In Zahlen ausgedrückt ist die "Alternative für Deutschland", kurz "AfD" genannt, eine Partei mit derzeit (Stand: Ende August) rund 23.500 Mitgliedern. Davon sitzen zwei Abgeordnete im Europa-Parlament. 104 AfDler sind Abgeordnete in einem der deutschen Landtage. Die AfD ist in der Hälfte der 16 Landesparlamente vertreten. Mit Mecklenburg-Vorpommern wird es dann neun Parlamente mit einer AfD-Fraktion geben. Daneben gibt es 700 Mandatsträger in kommunalen Parlamenten, also in Gemeindevertretungen oder Kreistagen.

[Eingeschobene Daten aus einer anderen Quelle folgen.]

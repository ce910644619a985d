//! Forward-looking estimate used to break ties between orientations.
//!
//! The simulation answers "how many of the next queued items would still fit if this
//! orientation were placed now?". It is an approximation, not a packing: each region
//! is filled in one pass along a width cursor, rows never wrap and items are never
//! rearranged.

use crate::geometry::RemainingSpace;
use crate::model::Item;
use crate::types::Dimensions;

/// Number of upcoming items sampled when nothing else is configured.
pub const DEFAULT_LOOKAHEAD_LIMIT: usize = 8;

/// Counts how many of the first `limit` sampled items could additionally be packed after
/// placing `orientation` at the cursor described by `space`.
///
/// Two regions are considered: the rest of the current row (beside the orientation) and
/// the space beyond the current row. Each item takes its most space-efficient rotation in
/// the first region that has room for it; items fitting nowhere are skipped.
///
/// The function is pure: identical inputs always produce identical counts.
///
/// # Examples
/// ```
/// use boxpack_lookahead::geometry::RemainingSpace;
/// use boxpack_lookahead::lookahead::simulate;
/// use boxpack_lookahead::model::Item;
/// use boxpack_lookahead::types::{Dimensions, Rotation};
///
/// let cube = Item::new("Cube", Dimensions::new(5, 5, 5), 5, Rotation::BestFit).unwrap();
/// let next = vec![cube.clone(), cube.clone(), cube];
/// let space = RemainingSpace::new(100, 100, 100, 10);
/// assert_eq!(simulate(Dimensions::new(10, 10, 10), &space, &next, 8), 3);
/// ```
pub fn simulate(
    orientation: Dimensions,
    space: &RemainingSpace,
    sample: &[Item],
    limit: usize,
) -> usize {
    let current_row_length = orientation.length.max(space.row_length);

    let mut regions = [
        Strip::new(
            space.width_left.saturating_sub(orientation.width),
            current_row_length,
            space.depth_left,
        ),
        Strip::new(
            space.width_left,
            space.length_left.saturating_sub(current_row_length),
            space.depth_left,
        ),
    ];

    sample
        .iter()
        .take(limit)
        .filter(|item| regions.iter_mut().any(|region| region.place(item)))
        .count()
}

/// One rectangular region filled left to right along its width.
#[derive(Debug)]
struct Strip {
    width: u32,
    length: u32,
    depth: u32,
    cursor: u32,
}

impl Strip {
    fn new(width: u32, length: u32, depth: u32) -> Self {
        Self {
            width,
            length,
            depth,
            cursor: 0,
        }
    }

    /// Places the item in its most space-efficient rotation, advancing the cursor.
    fn place(&mut self, item: &Item) -> bool {
        let free_width = self.width - self.cursor;
        let best = item
            .allowed_rotation
            .permutations(item.dims)
            .into_iter()
            .filter(|d| d.width <= free_width && d.length <= self.length && d.depth <= self.depth)
            .min_by(|a, b| {
                a.width
                    .cmp(&b.width)
                    .then_with(|| b.footprint().cmp(&a.footprint()))
                    .then_with(|| a.cmp(b))
            });

        match best {
            Some(dims) => {
                self.cursor += dims.width;
                true
            }
            None => false,
        }
    }
}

Politisch verortet ist die AfD im rechten Spektrum. Hier reiht sich die Anfang 2013 gegründete Partei in die Riege rechtspopulistischer Parteien wie der FPÖ, des Front National oder der Ukip ein. Viele Forscher sehen die Ursache für das Entstehen der AfD in der Politik von Angela Merkel, die auch Vorsitzende der konservativen CDU ist. Seit Beginn ihrer Kanzlerschaft im Jahr 2005 hat Merkel ihren Christdemokraten einen Modernisierungskurs verordnet, hin zur politischen Mitte. Das schuf einen Freiraum am rechten Rand. Merkels Entscheidungen als Kanzlerin - wie der Ausstieg aus der Atomkraft oder das Aussetzen der Wehrpflicht - hinterließen politisch Heimatlose, die die Koordinaten ihres konservativen Weltbildes erschüttert sahen.

In den Jahren des Krisenmanagements nach 2008 entwickelte sich eine Opposition gegen Merkels Vorgehen, insbesondere gegen ihre Euro-Rettungspolitik - obwohl Deutschland wirtschaftlich gut aus den Krisen herauskam. Anfang 2013 schließlich schaffte es der Volkswirtschaftler Bernd Lucke, diese Unzufriedenen und Kritiker um sich zu scharen. Die AfD wurde gegründet.

Die beiden Flügel der Partei

Bei der Bundestagswahl im September 2013 scheiterte die AfD nur knapp an der Fünf-Prozent-Hürde. Weil bei dieser Wahl die liberale FDP aus dem Bundestag flog, schlossen sich in der Folge auch aus deren Anhängerschaft viele der AfD an. Diesen bürgerlich-liberalen Teil gibt es in der AfD bis heute.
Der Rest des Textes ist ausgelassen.